• [Provided information]:
::::

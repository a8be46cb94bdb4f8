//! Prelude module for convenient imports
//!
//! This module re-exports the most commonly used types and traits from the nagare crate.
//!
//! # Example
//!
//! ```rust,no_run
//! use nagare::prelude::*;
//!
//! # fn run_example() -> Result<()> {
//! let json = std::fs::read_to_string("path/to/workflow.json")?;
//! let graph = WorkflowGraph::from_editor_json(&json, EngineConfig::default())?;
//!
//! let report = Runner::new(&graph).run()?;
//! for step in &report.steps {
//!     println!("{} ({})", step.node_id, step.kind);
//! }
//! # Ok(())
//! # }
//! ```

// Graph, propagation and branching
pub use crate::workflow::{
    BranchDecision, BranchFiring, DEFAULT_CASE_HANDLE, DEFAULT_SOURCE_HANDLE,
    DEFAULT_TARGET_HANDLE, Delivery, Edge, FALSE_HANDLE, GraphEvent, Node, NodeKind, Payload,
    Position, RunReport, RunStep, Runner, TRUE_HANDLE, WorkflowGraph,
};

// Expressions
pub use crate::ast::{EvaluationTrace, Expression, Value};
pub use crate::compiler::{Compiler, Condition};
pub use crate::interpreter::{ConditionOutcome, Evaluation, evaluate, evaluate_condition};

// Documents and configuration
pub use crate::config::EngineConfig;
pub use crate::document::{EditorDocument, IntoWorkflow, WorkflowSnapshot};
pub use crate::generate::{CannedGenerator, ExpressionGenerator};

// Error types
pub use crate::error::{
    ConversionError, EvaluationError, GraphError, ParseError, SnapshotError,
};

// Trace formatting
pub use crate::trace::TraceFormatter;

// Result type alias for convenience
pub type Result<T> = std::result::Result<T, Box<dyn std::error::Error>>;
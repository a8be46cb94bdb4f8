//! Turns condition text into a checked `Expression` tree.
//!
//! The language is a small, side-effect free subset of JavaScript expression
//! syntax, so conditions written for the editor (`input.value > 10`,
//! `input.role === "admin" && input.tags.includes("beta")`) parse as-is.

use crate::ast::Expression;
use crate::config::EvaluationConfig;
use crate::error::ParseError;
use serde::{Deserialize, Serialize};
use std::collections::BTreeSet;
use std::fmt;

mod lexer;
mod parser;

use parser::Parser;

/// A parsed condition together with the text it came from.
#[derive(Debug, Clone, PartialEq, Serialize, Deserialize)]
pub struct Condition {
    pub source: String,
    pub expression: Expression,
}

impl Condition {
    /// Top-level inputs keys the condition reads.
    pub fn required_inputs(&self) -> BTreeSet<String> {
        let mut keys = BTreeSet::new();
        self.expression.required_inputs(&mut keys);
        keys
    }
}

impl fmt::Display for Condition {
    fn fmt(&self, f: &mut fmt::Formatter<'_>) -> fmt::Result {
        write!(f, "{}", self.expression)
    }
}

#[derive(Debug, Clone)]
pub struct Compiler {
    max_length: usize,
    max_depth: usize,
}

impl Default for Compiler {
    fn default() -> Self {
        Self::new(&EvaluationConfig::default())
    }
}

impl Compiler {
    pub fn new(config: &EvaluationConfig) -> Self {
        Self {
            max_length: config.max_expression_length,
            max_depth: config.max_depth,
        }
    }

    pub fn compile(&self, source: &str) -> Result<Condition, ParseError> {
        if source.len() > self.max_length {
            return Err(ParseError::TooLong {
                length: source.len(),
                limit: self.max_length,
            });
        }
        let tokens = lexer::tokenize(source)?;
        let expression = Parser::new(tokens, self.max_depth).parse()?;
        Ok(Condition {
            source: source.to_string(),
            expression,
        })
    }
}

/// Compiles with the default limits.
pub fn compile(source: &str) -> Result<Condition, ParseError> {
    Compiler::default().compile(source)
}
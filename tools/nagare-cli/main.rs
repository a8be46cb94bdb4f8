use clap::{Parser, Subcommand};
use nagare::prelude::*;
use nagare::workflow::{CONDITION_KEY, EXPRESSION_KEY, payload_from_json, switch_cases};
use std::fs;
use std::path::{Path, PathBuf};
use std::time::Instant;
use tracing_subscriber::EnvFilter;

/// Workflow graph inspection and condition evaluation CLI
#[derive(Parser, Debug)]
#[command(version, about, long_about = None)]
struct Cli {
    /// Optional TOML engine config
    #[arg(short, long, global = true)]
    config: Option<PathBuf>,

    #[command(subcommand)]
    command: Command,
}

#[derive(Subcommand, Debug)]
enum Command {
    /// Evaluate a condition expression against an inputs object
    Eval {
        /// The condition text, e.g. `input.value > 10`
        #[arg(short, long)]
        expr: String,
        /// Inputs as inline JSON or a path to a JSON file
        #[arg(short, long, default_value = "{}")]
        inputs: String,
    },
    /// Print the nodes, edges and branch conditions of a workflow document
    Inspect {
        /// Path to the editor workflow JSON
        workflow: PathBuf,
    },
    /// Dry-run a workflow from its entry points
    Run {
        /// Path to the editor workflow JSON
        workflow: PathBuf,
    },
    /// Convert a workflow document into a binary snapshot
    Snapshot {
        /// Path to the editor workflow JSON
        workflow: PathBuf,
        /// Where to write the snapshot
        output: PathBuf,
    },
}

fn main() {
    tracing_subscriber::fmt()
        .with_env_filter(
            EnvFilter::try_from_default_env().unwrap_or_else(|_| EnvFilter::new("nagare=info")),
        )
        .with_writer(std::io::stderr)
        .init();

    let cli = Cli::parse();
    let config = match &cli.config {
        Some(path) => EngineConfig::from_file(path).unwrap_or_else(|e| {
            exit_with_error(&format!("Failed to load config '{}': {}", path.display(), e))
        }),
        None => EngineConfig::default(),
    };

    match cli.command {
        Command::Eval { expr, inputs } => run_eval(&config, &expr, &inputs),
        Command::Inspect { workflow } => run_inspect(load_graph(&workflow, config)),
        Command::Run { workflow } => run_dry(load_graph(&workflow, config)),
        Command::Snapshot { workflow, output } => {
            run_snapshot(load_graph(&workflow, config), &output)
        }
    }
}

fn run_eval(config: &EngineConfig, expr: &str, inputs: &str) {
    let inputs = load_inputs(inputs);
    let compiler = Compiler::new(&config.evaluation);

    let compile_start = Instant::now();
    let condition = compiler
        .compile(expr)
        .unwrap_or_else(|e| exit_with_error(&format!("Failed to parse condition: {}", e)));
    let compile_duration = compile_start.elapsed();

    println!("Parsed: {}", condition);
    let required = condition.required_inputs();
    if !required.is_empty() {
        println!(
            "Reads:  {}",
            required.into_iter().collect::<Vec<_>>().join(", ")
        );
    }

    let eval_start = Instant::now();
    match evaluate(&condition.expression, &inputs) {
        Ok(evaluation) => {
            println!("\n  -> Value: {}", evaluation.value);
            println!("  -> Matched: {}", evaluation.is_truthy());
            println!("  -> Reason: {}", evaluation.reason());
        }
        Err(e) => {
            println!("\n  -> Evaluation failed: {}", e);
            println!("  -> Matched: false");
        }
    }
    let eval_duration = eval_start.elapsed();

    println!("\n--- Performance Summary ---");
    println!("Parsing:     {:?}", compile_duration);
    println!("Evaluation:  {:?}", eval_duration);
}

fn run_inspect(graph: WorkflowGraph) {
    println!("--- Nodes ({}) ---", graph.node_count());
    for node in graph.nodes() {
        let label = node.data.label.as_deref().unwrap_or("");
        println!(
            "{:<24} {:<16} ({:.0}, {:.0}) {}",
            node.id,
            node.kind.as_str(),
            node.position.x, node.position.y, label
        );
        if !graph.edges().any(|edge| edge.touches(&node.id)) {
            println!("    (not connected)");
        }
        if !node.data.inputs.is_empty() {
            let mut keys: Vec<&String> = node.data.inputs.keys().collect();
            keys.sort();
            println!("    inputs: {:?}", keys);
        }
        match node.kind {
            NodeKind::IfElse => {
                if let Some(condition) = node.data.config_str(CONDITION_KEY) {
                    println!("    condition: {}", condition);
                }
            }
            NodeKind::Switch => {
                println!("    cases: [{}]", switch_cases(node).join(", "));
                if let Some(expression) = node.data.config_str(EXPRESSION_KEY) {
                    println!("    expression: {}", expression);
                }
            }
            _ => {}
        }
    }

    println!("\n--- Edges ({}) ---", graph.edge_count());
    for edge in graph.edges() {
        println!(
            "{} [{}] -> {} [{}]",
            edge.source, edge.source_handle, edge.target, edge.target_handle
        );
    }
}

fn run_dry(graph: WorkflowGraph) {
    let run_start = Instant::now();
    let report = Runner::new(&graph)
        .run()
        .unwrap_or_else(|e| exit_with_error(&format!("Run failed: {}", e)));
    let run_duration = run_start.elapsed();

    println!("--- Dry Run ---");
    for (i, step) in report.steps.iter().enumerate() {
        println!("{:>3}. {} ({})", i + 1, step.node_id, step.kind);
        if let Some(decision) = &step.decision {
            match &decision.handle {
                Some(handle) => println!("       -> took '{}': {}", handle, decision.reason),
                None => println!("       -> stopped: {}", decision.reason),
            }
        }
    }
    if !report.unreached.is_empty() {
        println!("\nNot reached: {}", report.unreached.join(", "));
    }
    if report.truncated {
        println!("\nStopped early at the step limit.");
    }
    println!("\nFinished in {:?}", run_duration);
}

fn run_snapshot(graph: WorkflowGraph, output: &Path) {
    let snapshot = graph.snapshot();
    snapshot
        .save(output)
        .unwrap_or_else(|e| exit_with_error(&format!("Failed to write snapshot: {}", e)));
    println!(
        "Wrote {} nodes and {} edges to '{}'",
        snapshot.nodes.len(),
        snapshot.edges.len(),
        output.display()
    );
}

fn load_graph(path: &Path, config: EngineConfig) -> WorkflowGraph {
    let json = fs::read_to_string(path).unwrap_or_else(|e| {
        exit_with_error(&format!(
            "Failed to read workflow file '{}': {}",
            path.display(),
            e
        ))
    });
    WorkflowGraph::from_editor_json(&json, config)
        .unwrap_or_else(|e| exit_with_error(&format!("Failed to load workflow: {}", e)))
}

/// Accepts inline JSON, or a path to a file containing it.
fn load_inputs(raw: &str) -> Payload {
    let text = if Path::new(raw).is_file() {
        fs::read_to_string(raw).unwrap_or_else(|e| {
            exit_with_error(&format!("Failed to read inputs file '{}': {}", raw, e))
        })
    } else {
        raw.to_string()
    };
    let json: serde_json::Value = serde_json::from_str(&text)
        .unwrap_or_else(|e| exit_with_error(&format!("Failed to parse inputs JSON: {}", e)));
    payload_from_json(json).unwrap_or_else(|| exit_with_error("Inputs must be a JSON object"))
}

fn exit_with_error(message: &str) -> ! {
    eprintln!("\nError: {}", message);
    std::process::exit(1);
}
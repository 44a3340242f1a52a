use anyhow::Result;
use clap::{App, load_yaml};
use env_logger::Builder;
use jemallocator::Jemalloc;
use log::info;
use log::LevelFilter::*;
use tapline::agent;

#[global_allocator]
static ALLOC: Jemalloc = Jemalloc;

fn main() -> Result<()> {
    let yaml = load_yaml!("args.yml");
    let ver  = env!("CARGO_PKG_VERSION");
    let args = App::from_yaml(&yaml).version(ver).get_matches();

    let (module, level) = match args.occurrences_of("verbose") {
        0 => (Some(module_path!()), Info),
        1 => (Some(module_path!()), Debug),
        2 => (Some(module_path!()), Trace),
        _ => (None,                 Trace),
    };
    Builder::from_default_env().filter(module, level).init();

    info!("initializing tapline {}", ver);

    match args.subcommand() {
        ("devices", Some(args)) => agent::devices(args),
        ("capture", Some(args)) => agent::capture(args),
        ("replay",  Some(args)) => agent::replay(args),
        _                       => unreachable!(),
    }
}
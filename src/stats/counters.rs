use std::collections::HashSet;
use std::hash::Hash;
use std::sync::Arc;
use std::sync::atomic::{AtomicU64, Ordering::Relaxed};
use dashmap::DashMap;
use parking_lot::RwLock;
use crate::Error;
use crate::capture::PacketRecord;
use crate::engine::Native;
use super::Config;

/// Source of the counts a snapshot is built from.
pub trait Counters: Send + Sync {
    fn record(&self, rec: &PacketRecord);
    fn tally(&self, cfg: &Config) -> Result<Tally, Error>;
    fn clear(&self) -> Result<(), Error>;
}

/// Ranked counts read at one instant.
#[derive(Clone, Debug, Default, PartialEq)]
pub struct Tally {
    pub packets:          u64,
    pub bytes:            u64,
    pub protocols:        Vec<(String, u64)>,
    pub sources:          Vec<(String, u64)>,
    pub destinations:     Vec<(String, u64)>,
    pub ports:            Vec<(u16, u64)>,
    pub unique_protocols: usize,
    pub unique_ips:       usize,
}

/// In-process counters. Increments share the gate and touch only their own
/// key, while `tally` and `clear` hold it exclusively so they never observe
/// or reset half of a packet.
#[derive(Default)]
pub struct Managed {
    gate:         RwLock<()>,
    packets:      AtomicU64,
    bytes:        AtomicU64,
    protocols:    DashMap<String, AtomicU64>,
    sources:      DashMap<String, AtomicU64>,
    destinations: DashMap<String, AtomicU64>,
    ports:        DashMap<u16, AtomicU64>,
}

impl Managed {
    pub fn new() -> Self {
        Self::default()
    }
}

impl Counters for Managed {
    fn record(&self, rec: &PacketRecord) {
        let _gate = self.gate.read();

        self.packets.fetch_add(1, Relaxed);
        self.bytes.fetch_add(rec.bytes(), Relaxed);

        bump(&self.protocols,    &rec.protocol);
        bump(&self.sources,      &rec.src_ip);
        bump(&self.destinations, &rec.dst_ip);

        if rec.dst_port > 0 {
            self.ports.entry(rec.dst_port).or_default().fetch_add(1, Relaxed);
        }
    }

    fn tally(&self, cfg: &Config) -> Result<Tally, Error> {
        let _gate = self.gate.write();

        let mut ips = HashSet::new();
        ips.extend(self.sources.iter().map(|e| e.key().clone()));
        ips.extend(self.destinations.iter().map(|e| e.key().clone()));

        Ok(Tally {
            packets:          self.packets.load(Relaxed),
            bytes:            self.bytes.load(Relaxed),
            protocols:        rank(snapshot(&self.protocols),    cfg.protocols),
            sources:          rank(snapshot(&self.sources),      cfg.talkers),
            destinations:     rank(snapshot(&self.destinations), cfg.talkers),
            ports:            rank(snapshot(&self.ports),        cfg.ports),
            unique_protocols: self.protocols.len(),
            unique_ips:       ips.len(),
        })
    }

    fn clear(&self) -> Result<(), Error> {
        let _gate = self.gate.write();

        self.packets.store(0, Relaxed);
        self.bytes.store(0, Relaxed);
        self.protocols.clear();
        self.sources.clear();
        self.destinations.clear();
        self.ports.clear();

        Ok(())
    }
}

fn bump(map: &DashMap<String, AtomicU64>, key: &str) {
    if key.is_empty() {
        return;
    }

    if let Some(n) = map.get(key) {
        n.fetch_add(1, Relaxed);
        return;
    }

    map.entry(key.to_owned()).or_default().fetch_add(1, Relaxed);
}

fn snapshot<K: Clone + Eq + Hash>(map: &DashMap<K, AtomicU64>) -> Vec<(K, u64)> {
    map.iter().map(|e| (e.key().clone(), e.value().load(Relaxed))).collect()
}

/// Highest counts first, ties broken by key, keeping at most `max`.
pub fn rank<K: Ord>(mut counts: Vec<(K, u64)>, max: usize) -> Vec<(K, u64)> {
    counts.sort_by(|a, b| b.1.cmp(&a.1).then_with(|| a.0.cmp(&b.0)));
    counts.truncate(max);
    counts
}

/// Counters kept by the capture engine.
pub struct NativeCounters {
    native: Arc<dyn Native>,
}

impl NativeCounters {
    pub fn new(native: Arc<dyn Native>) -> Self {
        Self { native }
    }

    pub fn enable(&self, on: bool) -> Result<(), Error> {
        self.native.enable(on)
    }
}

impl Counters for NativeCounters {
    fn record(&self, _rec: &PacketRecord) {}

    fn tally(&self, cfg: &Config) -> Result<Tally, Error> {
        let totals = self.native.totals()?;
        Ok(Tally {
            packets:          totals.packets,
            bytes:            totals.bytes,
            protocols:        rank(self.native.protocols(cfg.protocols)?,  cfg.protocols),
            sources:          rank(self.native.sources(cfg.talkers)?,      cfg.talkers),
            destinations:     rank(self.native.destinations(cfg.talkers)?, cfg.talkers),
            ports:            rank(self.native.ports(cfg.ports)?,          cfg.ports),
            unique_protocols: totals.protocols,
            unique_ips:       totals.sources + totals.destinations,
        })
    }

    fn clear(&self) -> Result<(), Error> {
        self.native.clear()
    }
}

::::

• [How to complete this task]: Looking at the entries above, work out how many lines include the word "None" and reply with that number alone.

• [Exercise output]: 4